原因は短頭種の独特な頭部の形態が関係しています。もともと短頭種は鼻の孔が狭く、気管が細いことで、空気が通りにくいです。そのため呼吸をする時に気道内圧が高まり、器官に負担をかけ続けることも。すると、呼吸器疾患を複合的に発症しやすくなります。
外耳炎
耳から鼓膜までの外耳道と呼ばれる部分に炎症が起きる疾患です。細菌や寄生虫などの外部寄生虫が原因のほかに、アレルギーによって発症する場合もあります。
狆を散歩させる際に気をつけるべきことは?
狆の散歩時間の目安は、1日20〜30分程度です。

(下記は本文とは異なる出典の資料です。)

//! Integration tests for Folio.
//!
//! Tests drive the full router in process with `tower::ServiceExt::oneshot`.
//! Stores are in memory, so no database or object storage is needed.
//!
//! # Running Tests
//!
//! ```bash
//! cargo test -p folio-integration-tests
//! ```
//!
//! # Test Categories
//!
//! - `session` - Login, demo mode, logout, and health checks
//! - `projects` - Project create/delete permissions and upload ordering
//! - `messages` - Contact form and inbox access

#![allow(clippy::missing_panics_doc, clippy::expect_used)]

use std::sync::Arc;

use axum::{
    Router,
    body::{Body, Bytes},
    http::{HeaderMap, Request, StatusCode, header},
};
use secrecy::SecretString;
use serde::de::DeserializeOwned;
use tower::ServiceExt;
use tower_sessions::MemoryStore;

use folio_core::Role;
use folio_server::db::{MemoryMessageStore, MemoryProjectStore};
use folio_server::middleware::{SESSION_COOKIE_NAME, SessionSettings};
use folio_server::routes::{self, ActionResponse};
use folio_server::state::{AppState, Components};
use folio_server::storage::MemoryBlobStore;

/// Admin secret the test app accepts.
pub const ADMIN_SECRET: &str = "integration-admin-secret";

/// Public URL prefix of the in-memory blob store.
pub const BLOB_BASE_URL: &str = "https://blobs.test";

const SESSION_SECRET_BYTES: usize = 64;

/// A router wired to in-memory backends the test can inspect.
pub struct TestApp {
    pub router: Router,
    pub projects: Arc<MemoryProjectStore>,
    pub messages: Arc<MemoryMessageStore>,
    pub blobs: Arc<MemoryBlobStore>,
}

impl Default for TestApp {
    fn default() -> Self {
        Self::new()
    }
}

impl TestApp {
    /// App with a 1 MiB upload limit.
    #[must_use]
    pub fn new() -> Self {
        Self::with_upload_limit(1024 * 1024)
    }

    #[must_use]
    pub fn with_upload_limit(upload_limit_bytes: usize) -> Self {
        let projects = Arc::new(MemoryProjectStore::new());
        let messages = Arc::new(MemoryMessageStore::new());
        let blobs = Arc::new(MemoryBlobStore::new(BLOB_BASE_URL));

        let state = AppState::from_components(Components {
            project_store: projects.clone(),
            message_store: messages.clone(),
            blob_store: blobs.clone(),
            admin_secret: SecretString::from(ADMIN_SECRET),
            upload_limit_bytes,
        });

        let settings = SessionSettings::new(
            &SecretString::from("s".repeat(SESSION_SECRET_BYTES)),
            false,
        )
        .expect("valid session key");

        Self {
            router: routes::app(state, MemoryStore::default(), &settings),
            projects,
            messages,
            blobs,
        }
    }

    /// Send a request through the router.
    pub async fn send(&self, request: Request<Body>) -> TestResponse {
        let response = self
            .router
            .clone()
            .oneshot(request)
            .await
            .expect("router is infallible");

        let status = response.status();
        let headers = response.headers().clone();
        let body = axum::body::to_bytes(response.into_body(), usize::MAX)
            .await
            .expect("readable body");

        TestResponse {
            status,
            headers,
            body,
        }
    }

    /// GET `uri`, optionally with a session cookie.
    pub async fn get(&self, uri: &str, cookie: Option<&str>) -> TestResponse {
        self.send(request("GET", uri, cookie).body(Body::empty()).expect("request"))
            .await
    }

    /// POST a url-encoded form.
    pub async fn post_form(
        &self,
        uri: &str,
        cookie: Option<&str>,
        fields: &[(&str, &str)],
    ) -> TestResponse {
        let body = fields
            .iter()
            .map(|(k, v)| format!("{}={}", form_encode(k), form_encode(v)))
            .collect::<Vec<_>>()
            .join("&");

        self.send(
            request("POST", uri, cookie)
                .header(header::CONTENT_TYPE, "application/x-www-form-urlencoded")
                .body(Body::from(body))
                .expect("request"),
        )
        .await
    }

    /// POST a multipart form.
    pub async fn post_multipart(
        &self,
        uri: &str,
        cookie: Option<&str>,
        form: MultipartForm,
    ) -> TestResponse {
        let (content_type, body) = form.finish();
        self.send(
            request("POST", uri, cookie)
                .header(header::CONTENT_TYPE, content_type)
                .body(Body::from(body))
                .expect("request"),
        )
        .await
    }

    pub async fn delete(&self, uri: &str, cookie: Option<&str>) -> TestResponse {
        self.send(request("DELETE", uri, cookie).body(Body::empty()).expect("request"))
            .await
    }

    /// Log in with the admin secret and return the session cookie.
    pub async fn admin_cookie(&self) -> String {
        let response = self
            .post_form("/auth/login", None, &[("password", ADMIN_SECRET)])
            .await;
        assert_eq!(response.status, StatusCode::OK);
        response.session_cookie().expect("login sets a cookie")
    }

    /// Enter demo mode and return the session cookie.
    pub async fn demo_cookie(&self) -> String {
        let response = self.post_form("/auth/demo", None, &[]).await;
        assert_eq!(response.status, StatusCode::SEE_OTHER);
        response.session_cookie().expect("demo sets a cookie")
    }

    /// Role the app reports for `cookie`.
    pub async fn role(&self, cookie: Option<&str>) -> Role {
        let response = self.get("/api/session", cookie).await;
        assert_eq!(response.status, StatusCode::OK);
        let info: serde_json::Value = response.json();
        serde_json::from_value(info["role"].clone()).expect("role")
    }
}

fn request(method: &str, uri: &str, cookie: Option<&str>) -> axum::http::request::Builder {
    let builder = Request::builder().method(method).uri(uri);
    match cookie {
        Some(cookie) => builder.header(header::COOKIE, cookie),
        None => builder,
    }
}

fn form_encode(value: &str) -> String {
    value
        .bytes()
        .map(|b| match b {
            b'A'..=b'Z' | b'a'..=b'z' | b'0'..=b'9' | b'-' | b'_' | b'.' | b'~' => {
                char::from(b).to_string()
            }
            b' ' => "+".to_string(),
            _ => format!("%{b:02X}"),
        })
        .collect()
}

/// A buffered response.
#[derive(Debug)]
pub struct TestResponse {
    pub status: StatusCode,
    pub headers: HeaderMap,
    pub body: Bytes,
}

impl TestResponse {
    pub fn json<T: DeserializeOwned>(&self) -> T {
        serde_json::from_slice(&self.body).expect("JSON body")
    }

    pub fn action(&self) -> ActionResponse {
        self.json()
    }

    /// `name=value` of the session cookie set by this response, if any.
    #[must_use]
    pub fn session_cookie(&self) -> Option<String> {
        self.headers
            .get_all(header::SET_COOKIE)
            .iter()
            .filter_map(|v| v.to_str().ok())
            .filter_map(|v| v.split(';').next())
            .find(|pair| pair.starts_with(&format!("{SESSION_COOKIE_NAME}=")))
            .map(str::to_string)
    }

    #[must_use]
    pub fn location(&self) -> Option<&str> {
        self.headers
            .get(header::LOCATION)
            .and_then(|v| v.to_str().ok())
    }
}

/// Hand-built `multipart/form-data` body.
#[derive(Debug)]
pub struct MultipartForm {
    boundary: String,
    body: Vec<u8>,
}

impl Default for MultipartForm {
    fn default() -> Self {
        Self::new()
    }
}

impl MultipartForm {
    #[must_use]
    pub fn new() -> Self {
        Self {
            boundary: "folio-test-boundary".to_string(),
            body: Vec::new(),
        }
    }

    #[must_use]
    pub fn text(mut self, name: &str, value: &str) -> Self {
        self.body.extend_from_slice(
            format!(
                "--{}\r\nContent-Disposition: form-data; name=\"{name}\"\r\n\r\n{value}\r\n",
                self.boundary
            )
            .as_bytes(),
        );
        self
    }

    #[must_use]
    pub fn file(mut self, name: &str, file_name: &str, content_type: &str, data: &[u8]) -> Self {
        self.body.extend_from_slice(
            format!(
                "--{}\r\nContent-Disposition: form-data; name=\"{name}\"; filename=\"{file_name}\"\r\nContent-Type: {content_type}\r\n\r\n",
                self.boundary
            )
            .as_bytes(),
        );
        self.body.extend_from_slice(data);
        self.body.extend_from_slice(b"\r\n");
        self
    }

    /// Content-Type header value and body bytes.
    #[must_use]
    pub fn finish(mut self) -> (String, Vec<u8>) {
        self.body
            .extend_from_slice(format!("--{}--\r\n", self.boundary).as_bytes());
        (
            format!("multipart/form-data; boundary={}", self.boundary),
            self.body,
        )
    }
}

/// A valid project form with the given cover bytes and no gallery.
#[must_use]
pub fn project_form(cover: &[u8]) -> MultipartForm {
    MultipartForm::new()
        .text("title", "Folio")
        .text("description", "Portfolio content API")
        .text("project_type", "web")
        .text("demo_link", "https://folio.test")
        .text("repo_link", "")
        .text("tags", "React,  Python ,,Docker")
        .file("cover", "cover.png", "image/png", cover)
}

極端な暑さや寒さに弱いので、散歩に連れて行く時間帯に気をつけてくださいね。夏は気温の高い時間帯を避けて、朝夕など涼しい時間帯の散歩がおすすめです。冬は朝晩が冷え込むので、昼間の暖かい時間帯に散歩しましょう。そのほか、こまめな水分補給による熱中症対策や、体を暖かくする工夫を取り入れてみてください。
狆におすすめの遊びは?
狆と楽しく過ごせる、おすすめの遊びについてご紹介します。
室内でのボール遊びやぬいぐるみを使った遊び
狆は愛玩犬として生まれた犬なので外で走り回るより、室内での遊びを好みます。飼い主と何かをすることが大好きなので、おもちゃを与えっぱなしにするより一緒に遊んであげると喜びます。
宝探しのような鼻を使ったノーズワーク
鼻の低い狆ですが、匂いを嗅ぎわける能力は他の犬に負けず劣らず優れています。室内でおやつを隠して探してもらうノーズワークは、楽しく遊ぶことができるでしょう。